# Task prompt
Copy exactly the lines from the first line of the records below through the line containing "mod controller;", including both, and nothing else.

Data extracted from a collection

━━━━━━

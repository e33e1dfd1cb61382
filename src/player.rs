//! Playback controller and engine implementations.
//!
//! The controller is a small state machine over the [`PlaybackEngine`] seam;
//! the rodio-backed engine produces actual sound, while tests drive the
//! machine with a silent double.

mod controller;
mod engine;
mod rodio;

pub use controller::{PlaybackState, Player, RepeatMode};
pub use engine::{EngineError, PlaybackEngine};
pub use self::rodio::RodioEngine;

#[cfg(test)]
pub(crate) use engine::null::{NullEngine, NullHandle};

#[cfg(test)]
mod tests;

━━━━━━

# Result
repository e33e1dfd1cb61382
filename src/player.rs
//! Playback controller and engine implementations.
//!
//! The controller is a small state machine over the [`PlaybackEngine`] seam;
//! the rodio-backed engine produces actual sound, while tests drive the
//! machine with a silent double.

mod controller;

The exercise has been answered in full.